BAB I PENDAHULUAN
1.1 Latar Belakang Hipertensi didefinisikan sebagai peningkatan tekanan darah arterial abnormal yang berlangsung terus-menerus (Brashers, 2007). Hipertensi adalah peningkatan tekanan sistole, yang tingginya tergantung umur individu yang terkena. Tekanan darah berfluktuasi dalam batas-batas tertentu, tergantung posisi tubuh, umur, dan tingkat stress yang dialami. Tekanan darah sangat dipengaruhi oleh beberapa faktor seperti curah jantung, ketegangan arteri, dan volume laju, serta kekentalan darah. Hipertensi dengan peningkatan sistole tanpa disertai peningkatan tekanan diastole lebih sering pada lansia, sedangkan hipertensi peningkatan tekanan diastole tanpa disertai peningkatan sistole lebih sering terdapat pada dewasa muda.
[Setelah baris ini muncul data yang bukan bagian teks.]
use image::{GrayImage, RgbImage};
use tracing::debug;

use crate::error::Result;
use crate::geometry::{Contour, RotatedRect};
use crate::image_impl::Primitives;
use crate::types::DetectConfig;

/// The contour picked as the box together with its fitted rectangle.
#[derive(Debug, Clone, PartialEq)]
pub struct Detection {
    pub contour: Contour,
    pub rect: RotatedRect,
    /// `false` when no contour simplified to four vertices and the largest
    /// contour was used instead.
    pub is_quadrilateral: bool,
}

/// Finds the single most box-like outline in an image.
#[derive(Debug, Clone, Default)]
pub struct BoxDetector {
    pub cfg: DetectConfig,
}

impl BoxDetector {
    pub fn new(cfg: DetectConfig) -> Self {
        Self { cfg }
    }

    /// Grayscale, blur and Canny.
    pub fn edge_map<P: Primitives>(&self, prims: &P, image: &RgbImage) -> Result<GrayImage> {
        let gray = prims.to_grayscale(image)?;
        let blurred = prims.gaussian_blur(&gray, self.cfg.blur_kernel_size, self.cfg.blur_sigma)?;
        prims.canny(&blurred, self.cfg.canny_low, self.cfg.canny_high)
    }

    pub fn detect<P: Primitives>(&self, prims: &P, image: &RgbImage) -> Result<Option<Detection>> {
        let edges = self.edge_map(prims, image)?;
        self.detect_in_edges(prims, &edges)
    }

    pub fn detect_in_edges<P: Primitives>(&self, prims: &P, edges: &GrayImage) -> Result<Option<Detection>> {
        let contours = prims.external_contours(edges)?;
        let Some((contour, is_quadrilateral)) = self.find_box_contour(prims, contours)? else {
            return Ok(None);
        };
        let Some(rect) = prims.min_area_rect(&contour)? else {
            return Ok(None);
        };

        debug!(
            points = contour.len(),
            is_quadrilateral,
            cx = rect.center.x,
            cy = rect.center.y,
            angle = rect.angle,
            "box contour selected"
        );

        Ok(Some(Detection {
            contour,
            rect,
            is_quadrilateral,
        }))
    }

    /// Largest-first scan for a sufficiently large quadrilateral, otherwise
    /// the largest contour.
    pub fn find_box_contour<P: Primitives>(
        &self,
        prims: &P,
        contours: Vec<Contour>,
    ) -> Result<Option<(Contour, bool)>> {
        let mut by_area = contours
            .into_iter()
            .map(|c| prims.contour_area(&c).map(|area| (area, c)))
            .collect::<Result<Vec<_>>>()?;
        // stable, so equal areas keep tracing order
        by_area.sort_by(|a, b| b.0.total_cmp(&a.0));

        for (area, contour) in &by_area {
            let perimeter = prims.arc_length(contour, true)?;
            let approx = prims.approx_polygon(contour, self.cfg.approx_epsilon_ratio * perimeter, true)?;
            if approx.len() == 4 && *area > self.cfg.min_box_area {
                return Ok(Some((contour.clone(), true)));
            }
        }

        Ok(by_area.into_iter().next().map(|(_, c)| (c, false)))
    }
}
use std::fs;
use std::path::{Path, PathBuf};

use serde::{Deserialize, Serialize};

use crate::error::Result;

/// Image extensions accepted for inputs and decals.
pub const IMAGE_EXTENSIONS: [&str; 4] = ["jpg", "jpeg", "png", "bmp"];

/// Sub-directory searched by [`resolve_default_decal`].
pub const DEFAULT_DECAL_DIR: &str = "decals";

/// Side of the box a face-relative placement moves towards.
#[derive(Clone, Copy, Debug, Default, PartialEq, Eq, Serialize, Deserialize)]
#[serde(rename_all = "lowercase")]
pub enum Face {
    #[default]
    Top,
    Bottom,
    Left,
    Right,
}

impl From<&str> for Face {
    /// Unknown names fall back to `Top`.
    fn from(name: &str) -> Self {
        match name.to_ascii_lowercase().as_str() {
            "bottom" => Face::Bottom,
            "left" => Face::Left,
            "right" => Face::Right,
            _ => Face::Top,
        }
    }
}

#[derive(Clone, Copy, Debug, Default, PartialEq, Eq, Serialize, Deserialize)]
#[serde(rename_all = "lowercase")]
pub enum PlacementStrategy {
    /// Walk from the top-most corner towards the centre until inside the box.
    #[default]
    Corner,
    /// Fixed offset from the centre towards one face.
    Face(Face),
}

#[derive(Clone, Debug, PartialEq, Serialize, Deserialize)]
#[serde(default)]
pub struct DetectConfig {
    pub blur_kernel_size: u32,
    /// `0.0` derives sigma from the kernel size.
    pub blur_sigma: f32,
    pub canny_low: f32,
    pub canny_high: f32,
    /// Polygon approximation tolerance as a fraction of the perimeter.
    pub approx_epsilon_ratio: f64,
    /// Contour area a quadrilateral must exceed to be accepted.
    pub min_box_area: f64,
}

impl Default for DetectConfig {
    fn default() -> Self {
        Self {
            blur_kernel_size: 5,
            blur_sigma: 0.0,
            canny_low: 50.0,
            canny_high: 150.0,
            approx_epsilon_ratio: 0.02,
            min_box_area: 1000.0,
        }
    }
}

#[derive(Clone, Debug, PartialEq, Serialize, Deserialize)]
#[serde(default)]
pub struct PlacementConfig {
    pub strategy: PlacementStrategy,
    pub offset_percent: f32,
}

impl Default for PlacementConfig {
    fn default() -> Self {
        Self {
            strategy: PlacementStrategy::Corner,
            offset_percent: 0.1,
        }
    }
}

#[derive(Clone, Debug, PartialEq, Serialize, Deserialize)]
#[serde(default)]
pub struct CompositeConfig {
    pub decal_scale: f32,
    /// Rotate the decal by the estimated box orientation.
    pub rotate_decal: bool,
    pub draw_axes: bool,
    pub draw_outline: bool,
}

impl Default for CompositeConfig {
    fn default() -> Self {
        Self {
            decal_scale: 0.3,
            rotate_decal: true,
            draw_axes: true,
            draw_outline: true,
        }
    }
}

#[derive(Clone, Debug, PartialEq, Serialize, Deserialize)]
#[serde(default)]
pub struct PipelineConfig {
    pub detect: DetectConfig,
    pub placement: PlacementConfig,
    pub composite: CompositeConfig,
    /// Decal loaded for every processed image; `None` draws the marker.
    pub decal_path: Option<PathBuf>,
    /// Prepended to the input file name when writing results.
    pub output_prefix: String,
}

impl Default for PipelineConfig {
    fn default() -> Self {
        Self {
            detect: DetectConfig::default(),
            placement: PlacementConfig::default(),
            composite: CompositeConfig::default(),
            decal_path: None,
            output_prefix: "annotated_".to_string(),
        }
    }
}

impl PipelineConfig {
    /// Load from a JSON file. Missing fields keep their defaults.
    pub fn from_json_file<P: AsRef<Path>>(path: P) -> Result<Self> {
        let text = fs::read_to_string(path)?;
        Ok(serde_json::from_str(&text)?)
    }
}

pub(crate) fn has_image_extension(path: &Path) -> bool {
    path.extension()
        .and_then(|ext| ext.to_str())
        .map(|ext| {
            IMAGE_EXTENSIONS
                .iter()
                .any(|known| ext.eq_ignore_ascii_case(known))
        })
        .unwrap_or(false)
}

/// Look for a decal under `<dir>/decals/`: `decal.png` first, then
/// `decal.{jpg,jpeg,png,bmp}` in that order.
pub fn resolve_default_decal<P: AsRef<Path>>(dir: P) -> Option<PathBuf> {
    let decal_dir = dir.as_ref().join(DEFAULT_DECAL_DIR);
    std::iter::once("png")
        .chain(IMAGE_EXTENSIONS)
        .map(|ext| decal_dir.join(format!("decal.{}", ext)))
        .find(|candidate| candidate.is_file())
}

#[cfg(test)]
mod tests {
    use super::*;

    fn scratch_dir(name: &str) -> PathBuf {
        let dir = std::env::temp_dir().join(format!("decalbox-types-{}-{}", name, std::process::id()));
        let _ = fs::remove_dir_all(&dir);
        fs::create_dir_all(&dir).unwrap();
        dir
    }

    #[test]
    fn test_defaults() {
        let cfg = PipelineConfig::default();
        assert_eq!(cfg.detect.blur_kernel_size, 5);
        assert_eq!(cfg.detect.canny_low, 50.0);
        assert_eq!(cfg.detect.canny_high, 150.0);
        assert_eq!(cfg.detect.min_box_area, 1000.0);
        assert_eq!(cfg.placement.strategy, PlacementStrategy::Corner);
        assert!((cfg.placement.offset_percent - 0.1).abs() < f32::EPSILON);
        assert!((cfg.composite.decal_scale - 0.3).abs() < f32::EPSILON);
        assert_eq!(cfg.output_prefix, "annotated_");
        assert!(cfg.decal_path.is_none());
    }

    #[test]
    fn test_face_from_str() {
        assert_eq!(Face::from("bottom"), Face::Bottom);
        assert_eq!(Face::from("LEFT"), Face::Left);
        assert_eq!(Face::from("right"), Face::Right);
        assert_eq!(Face::from("top"), Face::Top);
        assert_eq!(Face::from("diagonal"), Face::Top);
    }

    #[test]
    fn test_partial_json_keeps_defaults() {
        let cfg: PipelineConfig = serde_json::from_str(
            r#"{"placement": {"strategy": {"face": "left"}}, "composite": {"decal_scale": 0.5}}"#,
        )
        .unwrap();
        assert_eq!(cfg.placement.strategy, PlacementStrategy::Face(Face::Left));
        assert!((cfg.placement.offset_percent - 0.1).abs() < f32::EPSILON);
        assert!((cfg.composite.decal_scale - 0.5).abs() < f32::EPSILON);
        assert!(cfg.composite.draw_axes);
        assert_eq!(cfg.detect, DetectConfig::default());
    }

    #[test]
    fn test_from_json_file_rejects_garbage() {
        let dir = scratch_dir("garbage");
        let path = dir.join("config.json");
        fs::write(&path, "{not json").unwrap();
        assert!(matches!(
            PipelineConfig::from_json_file(&path),
            Err(crate::error::DecalError::Config(_))
        ));
        assert!(matches!(
            PipelineConfig::from_json_file(dir.join("missing.json")),
            Err(crate::error::DecalError::Io(_))
        ));
    }

    #[test]
    fn test_has_image_extension() {
        assert!(has_image_extension(Path::new("a/photo.JPG")));
        assert!(has_image_extension(Path::new("b.jpeg")));
        assert!(has_image_extension(Path::new("c.Png")));
        assert!(has_image_extension(Path::new("d.bmp")));
        assert!(!has_image_extension(Path::new("e.gif")));
        assert!(!has_image_extension(Path::new("noext")));
    }

    #[test]
    fn test_resolve_default_decal_prefers_png() {
        let dir = scratch_dir("resolve");
        assert_eq!(resolve_default_decal(&dir), None);

        let decals = dir.join(DEFAULT_DECAL_DIR);
        fs::create_dir_all(&decals).unwrap();
        fs::write(decals.join("decal.jpg"), b"x").unwrap();
        assert_eq!(resolve_default_decal(&dir), Some(decals.join("decal.jpg")));

        fs::write(decals.join("decal.png"), b"x").unwrap();
        assert_eq!(resolve_default_decal(&dir), Some(decals.join("decal.png")));
    }
}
Hipertensi dapat pula digolongkan sebagai esensial atau idiopatik, tanpa etiologi spesifik, yang paling sering dijumpai. Bila ada penyebabnya, disebut hipertensi sekunder (Tambayong, 2000). Hipertensi sering digolongkan sebagai ringan, sedang, dan berat berdasarkan tekanan diastole. Hipertensi ringan bila tekanan darah diastole 95-104, hipertensi sedang tekanan diastole-nya 105-114, sedangkan hipertensi berat tekanan diastolenya lebih dari 115 (Tambayong, 2000). Klasifikasi hipertensi menurut standar dari Joint National Committee Clasification of Blood Pressure (JNC-IV, 1988) apabila tekanan diastolik kurang dari 85 maka termasuk kategori tekanan darah normal, tekanan diastolik antara 85-89 maka termasuk kategori tekanan darah normal tinggi,
tekanan diastolik antara 90-104 maka termasuk kategori hipertensi ringan, dan tekanan diastolik antara 105-114 maka termasuk kategori sedang, dan tekanan diastolik lebih dari 115 maka termasuk kategori hipertensi berat. Apabila diastolik 90 dengan tekanan sistolik kurang dari 140 maka termasuk kategori tekanan darah normal, tekanan sistolik antara 140-159 maka termasuk kategori hipertensi sistolik terisolasi perbatasan, dan tekanan sistolik lebih dari 160 maka termasuk kategori hipertensi sistolik terisolasi (Gunawan, 2007). Kasus hipertensi sangat sering dijumpai diberbagai belahan dunia, prevalensi hipertensi dunia mencapai 29,2% pada laki-laki dan 24,8% pada perempuan. Prevalensi hipertensi di Indonesia pada laki-laki sebanyak 32,5% dan pada perempuan sebanyak 29,3% (World Health Statistic, 2012). Berdasarkan data dari Dinas Kesehatan Provinsi Bali tahun 2011, kasus Penyakit Tidak Menular (PTM) di unit rawat jalan seluruh rumah sakit di Bali ditemukan hipertensi menempati urutan kedua dengan 9.283 kasus. Data yang didapat dari unit rawat inap PTM, hipertensi menempati urutan ketiga dengan 3.248 kasus (Dinas Kesehatan Provinsi Bali, 2013). Hipertensi dalam jangka panjang serta penanganan yang kurang tepat dapat menyebabkan komplikasi yang berbahaya. Komplikasi hipertensi diantaranya, penyakit jantung koroner (PJK), infark miokard, stroke, gagal ginjal, aneurisma, dan retinopati hipertensi. Hipertensi juga merupakan risiko utama terjadinya perdarahan otak yang merupakan salah satu penyebab kematian utama di seluruh dunia (Underwood, 1999). Kerusakan organ-organ tersebut dikarenakan peningkatan tekanan darah yang sangat tinggi dalam waktu yang lama. Organ-organ ini disebut juga target organ hipertensi (Gunawan, 2007).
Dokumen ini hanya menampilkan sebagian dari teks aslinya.